The biggest body blow to post offices was the shift away from over-the-counter processing of benefits payments, which started more than three years ago. There is strong evidence that many elderly people were bullied into giving up their pension book when ministers launched a telephone campaign to extol the wonders of switching. Since then, post offices have lost the chance to grab money-spinning contracts for TV licences and passports because of the threat that more branches would be axed.

And, according to the Liberal Democrats, it is only rigid Royal Mail rules that prevent sub post offices handling parcels delivered by private courier services, such as Fedex. The astonishing rise of internet shopping could allow post offices to become "parcel depots" for storage, the Lib Dems say.

When, in 2003, customers signed for post office card accounts (POCA), they were never told the accounts would be scrapped from 2010 - a fact revealed only earlier this year. More than 100,000 of the region's pensioners use these cards but, of course, they are mainly poorer, older people who don't make much political noise.

Finally, there is a clear "spinning" exercise going on to convince people that the number of post offices to disappear will not be so terrible after all.

At the weekend, a Labour-friendly newspaper warned in huge headlines that 7,000 were at risk, so that the eventual tally of 2-3,000 will almost be a relief. But don't be fooled. Such a closure programme would still axe around 200 branches in the North-East and North Yorkshire - not far off the 235 culled since 1999.

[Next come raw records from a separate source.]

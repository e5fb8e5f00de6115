//! PRAGMA configuration applied to every SQLite connection.
//!
//! WAL mode, NORMAL sync, configurable busy_timeout, foreign_keys ON.

use rusqlite::Connection;

use edgetrain_core::errors::EdgeTrainResult;

use crate::to_storage_err;

/// Apply write-side pragmas to the writer connection.
pub fn apply_pragmas(conn: &Connection, busy_timeout_ms: u32) -> EdgeTrainResult<()> {
    conn.execute_batch(&format!(
        "
        PRAGMA journal_mode = WAL;
        PRAGMA synchronous = NORMAL;
        PRAGMA cache_size = -16000;
        PRAGMA busy_timeout = {busy_timeout_ms};
        PRAGMA foreign_keys = ON;
        "
    ))
    .map_err(|e| to_storage_err(e.to_string()))?;
    Ok(())
}

/// Apply read-only pragmas to a read connection.
/// Skips write-side settings (journal_mode, synchronous).
pub fn apply_read_pragmas(conn: &Connection, busy_timeout_ms: u32) -> EdgeTrainResult<()> {
    conn.execute_batch(&format!(
        "
        PRAGMA query_only = ON;
        PRAGMA cache_size = -16000;
        PRAGMA busy_timeout = {busy_timeout_ms};
        PRAGMA temp_store = MEMORY;
        "
    ))
    .map_err(|e| to_storage_err(e.to_string()))?;
    Ok(())
}

/// Verify that WAL mode is active on a connection.
pub fn verify_wal_mode(conn: &Connection) -> EdgeTrainResult<bool> {
    let mode: String = conn
        .pragma_query_value(None, "journal_mode", |row| row.get(0))
        .map_err(|e| to_storage_err(e.to_string()))?;
    Ok(mode.eq_ignore_ascii_case("wal"))
}
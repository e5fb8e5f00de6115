//! Mapping HTTP outcomes onto [`RemoteError`].

use edgetrain_core::errors::RemoteError;
use reqwest::StatusCode;

/// Longest response body echoed into an error reason.
const MAX_REASON_BODY: usize = 256;

/// Classify a non-success HTTP status.
///
/// 401/403 → `Unauthorized`, 404 → `NotFound`, 429 → `RateLimited`,
/// 5xx → `Unavailable`, anything else → `Unknown`.
pub fn classify_status(status: StatusCode, body: &str) -> RemoteError {
    let reason = if body.trim().is_empty() {
        format!("HTTP {status}")
    } else {
        format!("HTTP {status}: {}", truncate(body.trim(), MAX_REASON_BODY))
    };
    match status.as_u16() {
        401 | 403 => RemoteError::Unauthorized { reason },
        404 => RemoteError::NotFound { reason },
        429 => RemoteError::RateLimited { reason },
        500..=599 => RemoteError::Unavailable { reason },
        _ => RemoteError::Unknown { reason },
    }
}

/// Classify a request that never produced a usable response.
pub fn classify_send_error(err: &reqwest::Error) -> RemoteError {
    let reason = err.to_string();
    if err.is_timeout() || err.is_connect() || err.is_request() {
        RemoteError::Unavailable { reason }
    } else if err.is_decode() || err.is_body() {
        RemoteError::Unknown {
            reason: format!("malformed response: {reason}"),
        }
    } else {
        RemoteError::Unavailable { reason }
    }
}

/// Classify a failed mutating request (`POST`).
///
/// Only a connection that was never established is safe to resend. A
/// timeout or a broken response means the platform may already have acted
/// on the request.
pub fn classify_post_send_error(err: &reqwest::Error) -> RemoteError {
    if err.is_connect() || err.is_builder() {
        return RemoteError::Unavailable {
            reason: err.to_string(),
        };
    }
    RemoteError::OutcomeUnknown {
        reason: err.to_string(),
    }
}

fn truncate(s: &str, max: usize) -> &str {
    if s.len() <= max {
        return s;
    }
    let mut end = max;
    while !s.is_char_boundary(end) {
        end -= 1;
    }
    &s[..end]
}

The long-overdue death of General Pinochet - torturer, murderer, friend of Margaret Thatcher - brings to mind the most spine-chilling event I have attended as a political reporter.

It was a rally, staged in a pitch-black Blackpool cinema during Tory conference week, with the aim of freeing the brutal dictator, then under cushy house arrest in Surrey.

The voice of Lady Thatcher had not been heard much in years, but the ageing former prime minister tottered slowly to the platform to tell us why Pinochet should be allowed home. It was the familiar rubbish - helped us in the Falklands, always gave flowers to his mother, or similar. I've rarely been so ashamed to be British.

But it is the haunting Thatcher voice that sticks in the memory - as well as seeing her later, in the bar, sipping whisky from a pint glass.